What the exercise asks: The entries below contain a stretch that opens with the line containing "replace earlier ones." and closes with the line containing "pub fn bottoms(&self)"; set down that stretch exactly, both ends included, and nothing else.

===== Task input

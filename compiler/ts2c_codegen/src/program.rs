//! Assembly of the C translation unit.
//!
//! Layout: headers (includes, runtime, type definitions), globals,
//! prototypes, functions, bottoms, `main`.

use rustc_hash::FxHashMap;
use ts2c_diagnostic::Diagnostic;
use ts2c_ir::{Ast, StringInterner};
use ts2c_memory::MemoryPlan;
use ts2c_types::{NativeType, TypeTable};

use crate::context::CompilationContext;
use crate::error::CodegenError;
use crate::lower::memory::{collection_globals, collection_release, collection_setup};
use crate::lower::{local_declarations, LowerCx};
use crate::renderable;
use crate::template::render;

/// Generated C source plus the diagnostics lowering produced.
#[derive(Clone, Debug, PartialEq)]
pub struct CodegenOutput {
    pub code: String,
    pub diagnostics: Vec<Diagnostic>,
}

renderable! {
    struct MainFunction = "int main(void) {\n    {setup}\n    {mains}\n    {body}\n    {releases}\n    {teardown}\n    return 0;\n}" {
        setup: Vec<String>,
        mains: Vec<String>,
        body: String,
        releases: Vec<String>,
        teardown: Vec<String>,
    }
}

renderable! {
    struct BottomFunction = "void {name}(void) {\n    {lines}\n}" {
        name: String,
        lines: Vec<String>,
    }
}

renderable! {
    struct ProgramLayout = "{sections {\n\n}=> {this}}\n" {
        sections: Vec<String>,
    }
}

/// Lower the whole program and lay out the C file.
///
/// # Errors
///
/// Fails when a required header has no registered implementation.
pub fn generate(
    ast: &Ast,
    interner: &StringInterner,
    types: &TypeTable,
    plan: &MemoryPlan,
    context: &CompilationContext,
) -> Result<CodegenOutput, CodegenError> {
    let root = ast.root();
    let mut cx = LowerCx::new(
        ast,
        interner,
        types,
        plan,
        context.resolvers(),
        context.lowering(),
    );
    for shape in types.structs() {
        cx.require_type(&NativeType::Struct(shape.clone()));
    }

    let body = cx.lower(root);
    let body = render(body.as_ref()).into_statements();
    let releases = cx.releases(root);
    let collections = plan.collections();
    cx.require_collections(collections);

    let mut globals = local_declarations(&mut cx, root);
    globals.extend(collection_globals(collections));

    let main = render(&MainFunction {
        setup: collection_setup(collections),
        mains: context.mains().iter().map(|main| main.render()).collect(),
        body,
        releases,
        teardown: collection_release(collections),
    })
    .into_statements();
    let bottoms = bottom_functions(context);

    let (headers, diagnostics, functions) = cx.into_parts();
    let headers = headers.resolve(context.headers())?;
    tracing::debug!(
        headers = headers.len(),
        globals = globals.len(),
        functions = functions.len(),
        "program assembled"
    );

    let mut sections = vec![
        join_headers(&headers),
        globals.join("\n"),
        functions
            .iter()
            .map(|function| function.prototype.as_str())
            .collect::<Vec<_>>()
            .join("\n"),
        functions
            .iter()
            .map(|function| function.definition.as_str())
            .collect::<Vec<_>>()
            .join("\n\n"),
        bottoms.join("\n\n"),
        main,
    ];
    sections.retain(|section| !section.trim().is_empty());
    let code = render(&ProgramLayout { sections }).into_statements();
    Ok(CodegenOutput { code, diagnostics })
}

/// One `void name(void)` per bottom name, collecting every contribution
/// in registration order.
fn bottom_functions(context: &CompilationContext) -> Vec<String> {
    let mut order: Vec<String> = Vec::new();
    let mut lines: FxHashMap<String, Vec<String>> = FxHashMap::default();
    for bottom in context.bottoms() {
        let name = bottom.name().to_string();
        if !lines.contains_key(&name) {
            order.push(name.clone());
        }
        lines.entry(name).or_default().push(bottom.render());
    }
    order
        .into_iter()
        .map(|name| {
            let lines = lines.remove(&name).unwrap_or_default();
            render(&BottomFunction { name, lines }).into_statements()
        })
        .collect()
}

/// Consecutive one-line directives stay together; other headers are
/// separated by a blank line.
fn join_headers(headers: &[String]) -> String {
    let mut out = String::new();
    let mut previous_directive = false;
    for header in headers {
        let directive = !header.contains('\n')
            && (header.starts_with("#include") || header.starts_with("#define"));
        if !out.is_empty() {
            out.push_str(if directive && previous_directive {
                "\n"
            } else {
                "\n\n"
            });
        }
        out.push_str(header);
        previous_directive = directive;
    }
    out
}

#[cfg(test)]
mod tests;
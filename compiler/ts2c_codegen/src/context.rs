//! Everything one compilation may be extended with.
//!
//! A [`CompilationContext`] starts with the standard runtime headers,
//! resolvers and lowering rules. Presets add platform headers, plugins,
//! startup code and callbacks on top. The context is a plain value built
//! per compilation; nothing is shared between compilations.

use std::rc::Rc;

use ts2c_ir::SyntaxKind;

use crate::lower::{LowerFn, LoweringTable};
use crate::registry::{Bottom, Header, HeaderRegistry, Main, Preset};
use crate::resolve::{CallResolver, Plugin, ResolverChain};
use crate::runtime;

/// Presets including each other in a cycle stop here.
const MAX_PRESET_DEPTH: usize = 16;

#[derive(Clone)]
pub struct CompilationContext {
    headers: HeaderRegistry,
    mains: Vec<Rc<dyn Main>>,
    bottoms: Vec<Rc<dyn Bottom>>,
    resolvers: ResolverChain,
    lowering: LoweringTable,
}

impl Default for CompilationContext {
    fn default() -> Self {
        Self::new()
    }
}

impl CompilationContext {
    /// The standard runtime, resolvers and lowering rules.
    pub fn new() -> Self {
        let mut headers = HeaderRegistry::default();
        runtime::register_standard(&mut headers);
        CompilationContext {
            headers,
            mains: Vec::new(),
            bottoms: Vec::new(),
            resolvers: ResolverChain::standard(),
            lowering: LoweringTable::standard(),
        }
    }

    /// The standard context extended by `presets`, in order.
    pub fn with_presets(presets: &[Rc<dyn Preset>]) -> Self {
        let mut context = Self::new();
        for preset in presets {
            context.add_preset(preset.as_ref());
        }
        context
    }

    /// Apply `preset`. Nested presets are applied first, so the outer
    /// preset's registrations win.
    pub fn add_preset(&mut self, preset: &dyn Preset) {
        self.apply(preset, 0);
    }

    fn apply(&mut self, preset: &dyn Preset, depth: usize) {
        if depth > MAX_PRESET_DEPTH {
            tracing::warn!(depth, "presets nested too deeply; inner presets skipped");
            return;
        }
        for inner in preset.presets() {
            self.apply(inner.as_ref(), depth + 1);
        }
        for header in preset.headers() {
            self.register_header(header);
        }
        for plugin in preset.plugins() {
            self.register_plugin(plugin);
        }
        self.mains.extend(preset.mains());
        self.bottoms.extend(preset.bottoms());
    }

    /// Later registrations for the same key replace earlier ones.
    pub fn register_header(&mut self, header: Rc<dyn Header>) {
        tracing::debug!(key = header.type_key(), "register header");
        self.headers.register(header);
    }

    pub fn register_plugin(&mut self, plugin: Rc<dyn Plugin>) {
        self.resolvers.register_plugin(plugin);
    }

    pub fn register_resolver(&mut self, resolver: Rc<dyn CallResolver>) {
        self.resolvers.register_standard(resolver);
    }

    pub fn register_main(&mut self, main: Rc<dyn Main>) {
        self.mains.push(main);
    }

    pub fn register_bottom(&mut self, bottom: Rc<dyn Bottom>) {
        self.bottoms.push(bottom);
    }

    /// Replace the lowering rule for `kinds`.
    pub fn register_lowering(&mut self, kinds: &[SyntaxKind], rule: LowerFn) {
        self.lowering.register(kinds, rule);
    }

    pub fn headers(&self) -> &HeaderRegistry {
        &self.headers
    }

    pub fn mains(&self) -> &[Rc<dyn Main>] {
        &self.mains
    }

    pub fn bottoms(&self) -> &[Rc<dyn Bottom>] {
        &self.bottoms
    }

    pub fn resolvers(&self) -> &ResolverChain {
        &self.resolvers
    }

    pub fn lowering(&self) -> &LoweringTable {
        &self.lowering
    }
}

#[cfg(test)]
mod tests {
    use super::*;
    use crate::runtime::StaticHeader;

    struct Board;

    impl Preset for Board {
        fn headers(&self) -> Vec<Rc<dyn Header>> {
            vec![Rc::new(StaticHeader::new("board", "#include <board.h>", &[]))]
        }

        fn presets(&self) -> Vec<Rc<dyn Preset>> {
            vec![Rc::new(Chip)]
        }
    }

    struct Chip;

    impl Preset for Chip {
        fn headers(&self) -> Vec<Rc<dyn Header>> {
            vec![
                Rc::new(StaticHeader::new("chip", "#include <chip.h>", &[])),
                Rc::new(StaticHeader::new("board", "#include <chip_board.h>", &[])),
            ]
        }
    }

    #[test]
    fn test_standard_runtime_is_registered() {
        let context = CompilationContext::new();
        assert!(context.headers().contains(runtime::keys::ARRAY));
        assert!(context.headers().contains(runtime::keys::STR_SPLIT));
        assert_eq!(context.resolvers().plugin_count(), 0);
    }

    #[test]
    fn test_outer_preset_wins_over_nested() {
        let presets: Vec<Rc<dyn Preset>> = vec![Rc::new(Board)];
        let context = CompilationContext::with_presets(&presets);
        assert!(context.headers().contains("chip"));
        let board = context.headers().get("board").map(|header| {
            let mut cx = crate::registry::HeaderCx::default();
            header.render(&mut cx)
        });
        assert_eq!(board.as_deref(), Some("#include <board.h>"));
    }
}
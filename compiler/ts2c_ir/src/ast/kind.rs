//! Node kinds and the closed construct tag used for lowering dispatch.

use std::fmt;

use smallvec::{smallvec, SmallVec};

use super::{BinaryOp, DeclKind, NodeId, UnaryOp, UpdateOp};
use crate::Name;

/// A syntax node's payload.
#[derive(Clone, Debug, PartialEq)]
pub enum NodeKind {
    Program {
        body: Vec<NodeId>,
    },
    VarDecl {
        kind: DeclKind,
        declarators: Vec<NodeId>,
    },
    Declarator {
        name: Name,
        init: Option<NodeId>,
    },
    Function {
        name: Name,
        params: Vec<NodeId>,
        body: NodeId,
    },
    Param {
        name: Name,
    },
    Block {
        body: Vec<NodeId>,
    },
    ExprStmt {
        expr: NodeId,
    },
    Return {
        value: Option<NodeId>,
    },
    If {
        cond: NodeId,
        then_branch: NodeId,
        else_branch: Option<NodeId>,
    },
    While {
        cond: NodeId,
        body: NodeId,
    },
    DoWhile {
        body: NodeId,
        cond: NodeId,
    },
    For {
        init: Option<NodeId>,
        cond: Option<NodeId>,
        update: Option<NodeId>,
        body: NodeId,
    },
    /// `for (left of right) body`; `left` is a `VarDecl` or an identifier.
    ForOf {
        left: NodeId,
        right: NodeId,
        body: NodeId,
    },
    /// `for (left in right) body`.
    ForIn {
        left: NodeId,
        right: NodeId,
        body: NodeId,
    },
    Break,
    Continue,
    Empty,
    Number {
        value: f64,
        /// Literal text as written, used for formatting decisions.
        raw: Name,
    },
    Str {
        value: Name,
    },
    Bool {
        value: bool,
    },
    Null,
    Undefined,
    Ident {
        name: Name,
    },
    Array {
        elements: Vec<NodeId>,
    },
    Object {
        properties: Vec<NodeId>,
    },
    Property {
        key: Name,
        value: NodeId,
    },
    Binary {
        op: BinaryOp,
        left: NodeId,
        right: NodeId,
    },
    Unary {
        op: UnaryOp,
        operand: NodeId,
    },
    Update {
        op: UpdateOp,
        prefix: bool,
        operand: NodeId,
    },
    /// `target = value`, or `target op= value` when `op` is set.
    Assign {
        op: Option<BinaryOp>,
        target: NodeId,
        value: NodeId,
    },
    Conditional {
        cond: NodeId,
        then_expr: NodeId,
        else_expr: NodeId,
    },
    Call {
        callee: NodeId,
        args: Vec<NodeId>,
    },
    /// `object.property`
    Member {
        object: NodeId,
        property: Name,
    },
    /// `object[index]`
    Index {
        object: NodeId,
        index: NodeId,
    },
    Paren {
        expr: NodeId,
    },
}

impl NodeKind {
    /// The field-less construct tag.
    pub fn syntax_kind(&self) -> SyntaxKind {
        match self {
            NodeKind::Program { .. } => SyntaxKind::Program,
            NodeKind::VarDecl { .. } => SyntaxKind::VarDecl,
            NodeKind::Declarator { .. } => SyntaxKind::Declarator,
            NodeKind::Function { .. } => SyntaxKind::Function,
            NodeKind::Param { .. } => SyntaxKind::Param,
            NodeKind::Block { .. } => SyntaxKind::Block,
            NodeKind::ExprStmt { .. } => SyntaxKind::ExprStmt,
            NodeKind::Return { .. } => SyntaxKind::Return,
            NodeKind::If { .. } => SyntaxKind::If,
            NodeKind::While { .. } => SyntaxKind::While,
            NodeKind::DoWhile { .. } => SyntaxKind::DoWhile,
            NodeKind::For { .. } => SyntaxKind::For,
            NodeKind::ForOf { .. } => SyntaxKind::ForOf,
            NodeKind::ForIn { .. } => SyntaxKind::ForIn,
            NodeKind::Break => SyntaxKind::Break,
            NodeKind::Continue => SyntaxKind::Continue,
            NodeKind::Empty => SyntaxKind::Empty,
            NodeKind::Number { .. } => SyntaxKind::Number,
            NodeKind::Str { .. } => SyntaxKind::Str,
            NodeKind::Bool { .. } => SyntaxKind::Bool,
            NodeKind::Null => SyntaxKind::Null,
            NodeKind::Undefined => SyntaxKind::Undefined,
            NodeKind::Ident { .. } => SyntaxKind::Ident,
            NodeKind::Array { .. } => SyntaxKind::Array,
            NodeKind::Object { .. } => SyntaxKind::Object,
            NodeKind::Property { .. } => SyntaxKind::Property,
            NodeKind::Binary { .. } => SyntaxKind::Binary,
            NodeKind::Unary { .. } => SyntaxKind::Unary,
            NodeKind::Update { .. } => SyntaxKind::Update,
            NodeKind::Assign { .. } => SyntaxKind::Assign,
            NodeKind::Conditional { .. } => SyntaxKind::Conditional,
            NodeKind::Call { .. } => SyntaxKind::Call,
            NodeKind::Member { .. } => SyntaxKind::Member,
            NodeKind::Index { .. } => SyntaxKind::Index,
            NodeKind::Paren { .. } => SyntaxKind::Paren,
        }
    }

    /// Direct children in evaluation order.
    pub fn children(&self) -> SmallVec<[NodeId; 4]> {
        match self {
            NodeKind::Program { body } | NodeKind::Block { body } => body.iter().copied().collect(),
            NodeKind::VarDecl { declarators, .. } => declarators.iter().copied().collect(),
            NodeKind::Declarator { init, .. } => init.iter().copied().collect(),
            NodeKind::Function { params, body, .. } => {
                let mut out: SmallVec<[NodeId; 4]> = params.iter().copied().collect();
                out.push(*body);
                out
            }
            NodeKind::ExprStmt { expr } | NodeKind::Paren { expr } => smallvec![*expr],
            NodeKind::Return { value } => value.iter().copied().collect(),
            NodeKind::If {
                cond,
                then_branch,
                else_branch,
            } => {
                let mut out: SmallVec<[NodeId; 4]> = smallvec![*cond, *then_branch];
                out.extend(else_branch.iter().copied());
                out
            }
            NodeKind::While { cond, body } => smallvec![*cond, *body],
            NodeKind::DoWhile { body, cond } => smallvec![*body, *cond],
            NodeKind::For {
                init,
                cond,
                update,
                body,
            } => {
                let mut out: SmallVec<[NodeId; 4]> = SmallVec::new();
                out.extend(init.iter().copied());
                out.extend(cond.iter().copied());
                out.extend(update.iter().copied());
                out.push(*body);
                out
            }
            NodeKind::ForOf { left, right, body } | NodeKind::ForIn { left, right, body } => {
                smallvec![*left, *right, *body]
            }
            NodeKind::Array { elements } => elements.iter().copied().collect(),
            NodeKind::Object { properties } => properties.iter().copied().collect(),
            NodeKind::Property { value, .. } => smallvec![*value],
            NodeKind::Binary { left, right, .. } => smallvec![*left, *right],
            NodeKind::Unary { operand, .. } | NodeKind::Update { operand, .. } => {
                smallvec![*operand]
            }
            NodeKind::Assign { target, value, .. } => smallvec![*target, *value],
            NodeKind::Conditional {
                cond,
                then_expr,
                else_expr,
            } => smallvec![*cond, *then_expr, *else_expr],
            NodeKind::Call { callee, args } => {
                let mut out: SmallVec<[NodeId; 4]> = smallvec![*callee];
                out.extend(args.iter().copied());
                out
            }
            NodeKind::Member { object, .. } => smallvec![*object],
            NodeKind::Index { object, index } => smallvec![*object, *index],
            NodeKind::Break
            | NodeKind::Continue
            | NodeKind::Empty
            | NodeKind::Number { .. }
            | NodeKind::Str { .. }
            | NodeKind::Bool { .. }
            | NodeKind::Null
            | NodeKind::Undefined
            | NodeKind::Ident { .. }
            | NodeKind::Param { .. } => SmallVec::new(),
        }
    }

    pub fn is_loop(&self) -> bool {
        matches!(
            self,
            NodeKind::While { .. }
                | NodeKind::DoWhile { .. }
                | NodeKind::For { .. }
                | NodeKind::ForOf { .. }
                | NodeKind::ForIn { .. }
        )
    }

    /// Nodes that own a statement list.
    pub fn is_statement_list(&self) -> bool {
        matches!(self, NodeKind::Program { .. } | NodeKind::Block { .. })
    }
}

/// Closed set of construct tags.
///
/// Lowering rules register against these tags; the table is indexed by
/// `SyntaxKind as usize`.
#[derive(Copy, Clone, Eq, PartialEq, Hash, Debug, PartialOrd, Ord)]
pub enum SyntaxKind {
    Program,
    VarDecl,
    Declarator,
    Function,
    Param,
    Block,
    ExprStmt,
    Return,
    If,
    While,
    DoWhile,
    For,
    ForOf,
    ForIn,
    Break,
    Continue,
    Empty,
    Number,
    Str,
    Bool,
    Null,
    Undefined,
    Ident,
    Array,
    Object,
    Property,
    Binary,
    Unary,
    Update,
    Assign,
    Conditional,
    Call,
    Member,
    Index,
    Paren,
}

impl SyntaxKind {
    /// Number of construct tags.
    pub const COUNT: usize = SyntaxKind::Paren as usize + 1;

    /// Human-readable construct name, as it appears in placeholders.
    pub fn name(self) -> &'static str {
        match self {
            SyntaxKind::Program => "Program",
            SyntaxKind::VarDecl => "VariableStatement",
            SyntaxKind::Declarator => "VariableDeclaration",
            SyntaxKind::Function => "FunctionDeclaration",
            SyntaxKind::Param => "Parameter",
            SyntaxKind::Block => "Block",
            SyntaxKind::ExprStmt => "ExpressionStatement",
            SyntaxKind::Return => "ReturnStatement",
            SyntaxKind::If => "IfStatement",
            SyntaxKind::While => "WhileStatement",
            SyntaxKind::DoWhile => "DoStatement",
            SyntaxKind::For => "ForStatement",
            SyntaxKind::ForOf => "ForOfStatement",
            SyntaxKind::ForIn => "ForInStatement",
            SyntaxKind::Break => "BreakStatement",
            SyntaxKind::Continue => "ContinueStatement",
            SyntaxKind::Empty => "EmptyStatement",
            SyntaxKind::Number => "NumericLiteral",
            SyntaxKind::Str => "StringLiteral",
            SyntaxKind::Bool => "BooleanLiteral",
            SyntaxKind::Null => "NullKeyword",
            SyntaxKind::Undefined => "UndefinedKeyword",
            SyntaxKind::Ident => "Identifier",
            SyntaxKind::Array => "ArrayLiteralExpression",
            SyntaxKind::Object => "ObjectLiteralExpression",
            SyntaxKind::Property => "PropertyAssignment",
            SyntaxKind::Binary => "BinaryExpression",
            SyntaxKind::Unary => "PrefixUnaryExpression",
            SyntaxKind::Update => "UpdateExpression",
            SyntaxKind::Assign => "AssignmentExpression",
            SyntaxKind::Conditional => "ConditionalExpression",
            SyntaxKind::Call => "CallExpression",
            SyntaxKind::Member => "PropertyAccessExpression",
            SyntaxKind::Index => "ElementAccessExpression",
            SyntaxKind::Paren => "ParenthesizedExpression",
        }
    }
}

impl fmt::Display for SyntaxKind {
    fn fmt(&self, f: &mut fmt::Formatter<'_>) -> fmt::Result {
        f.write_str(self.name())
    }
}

==========

Answer for this exercise:
    /// Later registrations for the same key replace earlier ones.
    pub fn register_header(&mut self, header: Rc<dyn Header>) {
        tracing::debug!(key = header.type_key(), "register header");
        self.headers.register(header);
    }

    pub fn register_plugin(&mut self, plugin: Rc<dyn Plugin>) {
        self.resolvers.register_plugin(plugin);
    }

    pub fn register_resolver(&mut self, resolver: Rc<dyn CallResolver>) {
        self.resolvers.register_standard(resolver);
    }

    pub fn register_main(&mut self, main: Rc<dyn Main>) {
        self.mains.push(main);
    }

    pub fn register_bottom(&mut self, bottom: Rc<dyn Bottom>) {
        self.bottoms.push(bottom);
    }

    /// Replace the lowering rule for `kinds`.
    pub fn register_lowering(&mut self, kinds: &[SyntaxKind], rule: LowerFn) {
        self.lowering.register(kinds, rule);
    }

    pub fn headers(&self) -> &HeaderRegistry {
        &self.headers
    }

    pub fn mains(&self) -> &[Rc<dyn Main>] {
        &self.mains
    }

    pub fn bottoms(&self) -> &[Rc<dyn Bottom>] {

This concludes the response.